Passamos juntos por momentos dramáticos de saber que companheiros estavam sendo mortos na tortura, e que outros que estavam presos seriam executados, e que a “grande mídia” iria noticiar mais uma “tentativa de fuga” ou um “tiroteio na resistência à prisão” para justificar aquelas mortes. Vivíamos momentos dramáticos quando, depois de passada a fase inicial de tortura, comum a todos nós, já numa situação mais relaxada no presídio, onde tínhamos acesso a jornais e rádio, o carcereiro simplesmente chegava na porta da cela, gritava o nosso nome e tínhamos cinco minutos para juntar numa sacola nossas poucas roupas pois uma escolta nos aguardava na portaria do presídio, e simplesmente não sabíamos para onde iam nos levar. Também vivemos aquela época de ouvir os gritos de companheiros nas salas de tortura no 3º andar da OBAN até que os gritos cessavam e concluíamos que aquele companheiro fora libertado de seu corpo e não mais seria supliciado.
Tudo isso nos marcou a memória e nos temperou o espírito. Hoje nossos filhos, sobrinhos, até netos, bem como seus amigos e colegas, ao tomar conhecimento destas histórias passam a nos tratar de uma forma dupla e confusa, ora como vítimas indefesas, ora como heróis de uma resistência popular e democrática. Nessa situação eu sempre procurei desmistificar essa dupla e incoerente imagem, e o faço sempre que posso junto às pessoas que não viveram aquele período. Nós não éramos vítimas inocentes que foram apanhadas aleatoriamente nas ruas, éramos militantes conscientes, e pretendíamos fazer uma revolução derrotando as forças que estavam no governo, os militares, a super exploração do capital e o imperialismo arrogante que nos tratava como seu quintal. Tínhamos consciência que havíamos assumido uma postura de confronto, e que estávamos sujeitos a passar por torturas, prisões, a sermos assassinados e a ver nossos companheiros também passando por este massacre nas prisões. Portanto, vítimas inocentes não éramos.
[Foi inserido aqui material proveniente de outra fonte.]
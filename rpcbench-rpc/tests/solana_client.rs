#![allow(clippy::unwrap_used)]

use std::time::Duration;

use rpcbench_rpc::{Error, RpcClient};
use rpcbench_testserver::{DEFAULT_PROGRAM_ACCOUNTS, TestServer, TestServerConfig};

const ACCOUNT: &str = "7Xnw7aDxJu1CxPPEkz9ttfGSn2bpH3R1GYYziJxTCv3e";
const PROGRAM: &str = "TokenkegQfeZyiNwAJbNbGKPFXCWuBvf9Ss623VQ5DA";

#[tokio::test]
async fn every_method_succeeds_against_a_healthy_node() {
    let server = TestServer::start().await.unwrap();
    let client = RpcClient::new(server.base_url(), Some("k")).unwrap();

    client.get_account_info(ACCOUNT).await.unwrap();
    client
        .get_multiple_accounts(&[ACCOUNT, PROGRAM, ACCOUNT, PROGRAM, ACCOUNT])
        .await
        .unwrap();
    client.get_program_accounts(PROGRAM).await.unwrap();

    let stats = server.stats();
    assert_eq!(stats.requests_total(), 3);
    assert_eq!(stats.saw_api_key(), 3);
    assert_eq!(stats.method_total("getMultipleAccounts"), 1);
    assert_eq!(stats.batch_bounds(), Some((5, 5)));

    server.shutdown().await;
}

#[tokio::test]
async fn program_account_keys_lists_pubkeys() {
    let server = TestServer::start().await.unwrap();
    let client = RpcClient::new(server.base_url(), None).unwrap();

    let keys = client.program_account_keys(PROGRAM).await.unwrap();
    assert_eq!(keys, DEFAULT_PROGRAM_ACCOUNTS.to_vec());
    assert_eq!(server.stats().saw_api_key(), 0);

    server.shutdown().await;
}

#[tokio::test]
async fn rpc_errors_and_http_errors_are_failures() {
    let server = TestServer::start_with(TestServerConfig::default().failing("getAccountInfo"))
        .await
        .unwrap();
    let client = RpcClient::new(server.base_url(), None).unwrap();
    assert!(matches!(
        client.get_account_info(ACCOUNT).await,
        Err(Error::Rpc { code: -32000, .. })
    ));
    client.get_program_accounts(PROGRAM).await.unwrap();
    server.shutdown().await;

    let server = TestServer::start_with(TestServerConfig::default().with_http_status(503))
        .await
        .unwrap();
    let client = RpcClient::new(server.base_url(), None).unwrap();
    assert!(matches!(
        client.get_program_accounts(PROGRAM).await,
        Err(Error::Status { status: 503, .. })
    ));
    server.shutdown().await;
}

#[tokio::test]
async fn request_timeout_covers_slow_nodes() {
    let server = TestServer::start_with(
        TestServerConfig::default().with_latency(Duration::from_millis(500)),
    )
    .await
    .unwrap();
    let client = RpcClient::new(server.base_url(), None)
        .unwrap()
        .with_timeout(Some(Duration::from_millis(50)));

    assert!(matches!(
        client.get_account_info(ACCOUNT).await,
        Err(Error::Timeout(_))
    ));
    server.shutdown().await;
}
use std::sync::Arc;
use std::time::Duration;

use tokio::sync::watch;

use super::config::RunOptions;
use super::input::InputSource;
use super::invoker::Invoker;
use super::progress::ProgressFn;
use super::run::Coordinator;
use super::signal::StopSignal;
use super::stats::RunReport;

/// Everything needed to start a run in the background.
#[derive(Debug, Clone, Default)]
pub struct RunRequest {
    pub options: RunOptions,
    pub source: InputSource,
    /// Defaults to one second.
    pub progress_interval: Option<Duration>,
}

#[derive(Debug, Clone, PartialEq)]
pub enum RunStatus {
    Running,
    Completed(RunReport),
    /// Run-level failure (input could not be loaded, nothing enabled, ...).
    Failed(String),
}

impl RunStatus {
    pub fn is_running(&self) -> bool {
        matches!(self, Self::Running)
    }

    pub fn as_str(&self) -> &'static str {
        match self {
            Self::Running => "running",
            Self::Completed(_) => "completed",
            Self::Failed(_) => "failed",
        }
    }
}

/// Observer and cancellation handle for a background run.
#[derive(Debug, Clone)]
pub struct RunHandle {
    status: watch::Receiver<RunStatus>,
    stop: Arc<StopSignal>,
}

impl RunHandle {
    pub fn status(&self) -> RunStatus {
        self.status.borrow().clone()
    }

    /// Asks every pool to stop starting new calls. In-flight calls still finish and the
    /// run completes with partial results.
    pub fn cancel(&self) {
        self.stop.stop();
    }

    pub fn is_cancelled(&self) -> bool {
        self.stop.is_stopped()
    }

    /// Waits for the run to leave [`RunStatus::Running`].
    pub async fn wait(&self) -> RunStatus {
        let mut rx = self.status.clone();
        match rx.wait_for(|s| !s.is_running()).await {
            Ok(status) => status.clone(),
            Err(_) => RunStatus::Failed("run task ended unexpectedly".to_string()),
        }
    }
}

/// Loads the input set, plans every kind and executes them on a spawned task.
///
/// Must be called from within a tokio runtime.
pub fn start_run<I: Invoker>(
    request: RunRequest,
    invoker: Arc<I>,
    progress: Option<ProgressFn>,
) -> RunHandle {
    let stop = Arc::new(StopSignal::new());
    let (tx, rx) = watch::channel(RunStatus::Running);

    let mut coordinator = Coordinator::new(invoker).with_stop(stop.clone());
    if let Some(progress) = progress {
        coordinator = coordinator.with_progress(progress);
    }
    if let Some(every) = request.progress_interval {
        coordinator = coordinator.with_progress_interval(every);
    }

    tokio::spawn(async move {
        let status = match request.source.load().await {
            Ok(input) => match coordinator.run(&request.options, &input).await {
                Ok(report) => RunStatus::Completed(report),
                Err(err) => {
                    tracing::warn!(error = %err, "run failed");
                    RunStatus::Failed(err.to_string())
                }
            },
            Err(err) => {
                tracing::warn!(error = %err, "run setup failed");
                RunStatus::Failed(err.to_string())
            }
        };
        let _ = tx.send(status);
    });

    RunHandle { status: rx, stop }
}
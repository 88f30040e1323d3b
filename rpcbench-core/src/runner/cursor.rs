use std::sync::Arc;

use rand::rngs::StdRng;
use rand::{Rng as _, SeedableRng as _};

use super::config::RequestKind;
use super::error::{Error, Result};
use super::input::InputSet;
use super::invoker::Call;

/// Smallest batch sent by the batched request kind (before capping at the input size).
pub const BATCH_MIN: usize = 5;
/// Largest batch sent by the batched request kind.
pub const BATCH_MAX: usize = 15;

/// Per-worker view over the shared input set.
///
/// Worker `w` of `c` starts at `w % len` and moves `c` positions per call, so when
/// `c <= len` no two workers share a starting identifier and together they cover the
/// whole set over time.
#[derive(Debug)]
pub struct InputCursor {
    input: InputSet,
    position: usize,
    stride: usize,
    shape: Shape,
}

#[derive(Debug)]
enum Shape {
    AccountInfo,
    ProgramAccounts,
    Batch { rng: StdRng, buf: Vec<Arc<str>> },
}

impl InputCursor {
    /// Fails with [`Error::EmptyInput`] when there is nothing to cycle over.
    pub fn new(
        kind: RequestKind,
        input: InputSet,
        worker_id: u64,
        concurrency: u64,
    ) -> Result<Self> {
        Self::with_rng(kind, input, worker_id, concurrency, StdRng::from_entropy())
    }

    pub fn seeded(
        kind: RequestKind,
        input: InputSet,
        worker_id: u64,
        concurrency: u64,
        seed: u64,
    ) -> Result<Self> {
        Self::with_rng(
            kind,
            input,
            worker_id,
            concurrency,
            StdRng::seed_from_u64(seed),
        )
    }

    fn with_rng(
        kind: RequestKind,
        input: InputSet,
        worker_id: u64,
        concurrency: u64,
        rng: StdRng,
    ) -> Result<Self> {
        if input.is_empty() {
            return Err(Error::EmptyInput);
        }
        let len = input.len();
        let position = (worker_id % len as u64) as usize;
        let stride = (concurrency % len as u64) as usize;

        let shape = match kind {
            RequestKind::AccountInfo => Shape::AccountInfo,
            RequestKind::ProgramAccounts => Shape::ProgramAccounts,
            RequestKind::MultipleAccounts => Shape::Batch {
                rng,
                buf: Vec::with_capacity(BATCH_MAX),
            },
        };

        Ok(Self {
            input,
            position,
            stride,
            shape,
        })
    }

    /// Index of the identifier the next call starts from.
    pub fn position(&self) -> usize {
        self.position
    }

    pub fn next_call(&mut self) -> Call<'_> {
        let len = self.input.len();
        let start = self.position;
        self.position = (self.position + self.stride) % len;

        match &mut self.shape {
            Shape::AccountInfo => Call::AccountInfo {
                account: self.input.at(start),
            },
            Shape::ProgramAccounts => Call::ProgramAccounts {
                program: self.input.at(start),
            },
            Shape::Batch { rng, buf } => {
                let size = rng.gen_range(BATCH_MIN..=BATCH_MAX).min(len);
                buf.clear();
                buf.extend((0..size).map(|i| self.input.at(start + i).clone()));
                Call::MultipleAccounts { accounts: buf }
            }
        }
    }
}

#[cfg(test)]
mod tests {
    #![allow(clippy::unwrap_used)]

    use super::*;
    use std::collections::HashSet;

    fn starts(len: usize, concurrency: u64) -> Vec<usize> {
        let input = InputSet::new((0..len).map(|i| format!("A{i}")));
        (0..concurrency)
            .map(|w| {
                InputCursor::new(RequestKind::AccountInfo, input.clone(), w, concurrency)
                    .unwrap()
                    .position()
            })
            .collect()
    }

    #[test]
    fn distinct_start_indices_when_concurrency_fits() {
        for (len, c) in [(3, 3), (10, 4), (7, 1), (5, 5)] {
            let got = starts(len, c);
            let unique: HashSet<usize> = got.iter().copied().collect();
            assert_eq!(unique.len(), c as usize, "len={len} c={c} starts={got:?}");
        }
    }

    #[test]
    fn shared_start_indices_when_concurrency_exceeds_input() {
        assert_eq!(starts(2, 5), vec![0, 1, 0, 1, 0]);
    }

    #[test]
    fn single_cursor_strides_by_concurrency() {
        let input = InputSet::new(["A", "B", "C", "D", "E"]);
        let mut cursor = InputCursor::new(RequestKind::AccountInfo, input, 1, 2).unwrap();

        let mut seen = Vec::new();
        for _ in 0..5 {
            match cursor.next_call() {
                Call::AccountInfo { account } => seen.push(account.to_string()),
                other => panic!("unexpected call {other:?}"),
            }
        }
        assert_eq!(seen, vec!["B", "D", "A", "C", "E"]);
    }

    #[test]
    fn empty_input_has_no_cursor() {
        for kind in [
            RequestKind::AccountInfo,
            RequestKind::MultipleAccounts,
            RequestKind::ProgramAccounts,
        ] {
            let input = InputSet::new(Vec::<String>::new());
            assert!(matches!(
                InputCursor::new(kind, input, 0, 1),
                Err(Error::EmptyInput)
            ));
        }
    }

    #[test]
    fn program_kind_yields_program_calls() {
        let input = InputSet::new(["P1"]);
        let mut cursor = InputCursor::new(RequestKind::ProgramAccounts, input, 0, 1).unwrap();
        assert_eq!(cursor.next_call(), Call::ProgramAccounts { program: "P1" });
    }

    #[test]
    fn batches_stay_in_range_and_rotate() {
        let input = InputSet::new((0..40).map(|i| format!("A{i}")));
        let mut cursor =
            InputCursor::seeded(RequestKind::MultipleAccounts, input, 3, 4, 7).unwrap();

        let mut firsts = Vec::new();
        for _ in 0..50 {
            match cursor.next_call() {
                Call::MultipleAccounts { accounts } => {
                    assert!((BATCH_MIN..=BATCH_MAX).contains(&accounts.len()));
                    firsts.push(accounts[0].to_string());
                }
                other => panic!("unexpected call {other:?}"),
            }
        }
        assert_eq!(firsts[0], "A3");
        assert_eq!(firsts[1], "A7");
    }

    #[test]
    fn batches_are_capped_at_input_size_without_repeats() {
        let input = InputSet::new(["A", "B", "C"]);
        let mut cursor =
            InputCursor::new(RequestKind::MultipleAccounts, input, 1, 1).unwrap();
        match cursor.next_call() {
            Call::MultipleAccounts { accounts } => {
                let got: Vec<&str> = accounts.iter().map(|s| &**s).collect();
                assert_eq!(got, vec!["B", "C", "A"]);
            }
            other => panic!("unexpected call {other:?}"),
        }
    }
}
Nem tampouco heróis. Éramos jovens que, ao vermos a cidadania do povo castrada, as injustiças sociais, as arbitrariedades de quem manipulava o aparelho repressivo do estado, usando-o inclusive em causa própria, e por não aceitarmos que nosso país fosse colocado numa posição subalterna por potências internacionais, não vimos outro caminho senão aquele. Fomos levados à luta pelas circunstâncias de um processo de radicalização, mais que pela índole pessoal. A parte da juventude de nossa época que não se engajou nesta luta acabou indo se refugiar nas drogas, ou simplesmente caiu em depressão e foi incapaz de qualquer projeto de vida, fora a outra parte que “entrou para o sistema”, vendeu suas almas e arrastou suas existências tentando sobreviver com uns trocados aqui e outros ali. No extremo, outros, tornaram-se colaboradores do regime e foram arrumar emprego fácil, como os de dedo-duro e bate-pau, pois não encontraram melhores opções de sobrevivência. São essas figuras extremamente medíocres que muitos defendem que sejam julgadas porque mataram, porque assassinaram, porque torturaram, porque estupraram. São, no entanto, Paulinho, apenas a ponta do iceberg. Você há de concordar que são os culpados menos conscientes de tudo o que ocorria naquele momento em nosso país. Os que insistem em punir os bate-paus não estão deixando de fora aqueles que davam as ordens, que planejavam, apesar de nunca terem entrado numa câmara de tortura? E aqueles que legislavam, os que ficavam na imprensa dando cobertura? E aqueles que foram signatários do AI-5, plenamente conscientes de todas as suas conseqüências, como é o caso do Delfim Neto, que fala para todos que é amigo do Lula? Ou do Jarbas Passarinho que escreve nos jornais ironizando o que considera revanchismo contra os militares, simplesmente porque eles venceram a guerra, e que nós, recalcados, teimamos em não admitir a derrota? Você não percebe que eles criam uma cortina de fumaça para se protegerem? Você não acha que estes pequenos bate-paus acabaram virando bois de piranha?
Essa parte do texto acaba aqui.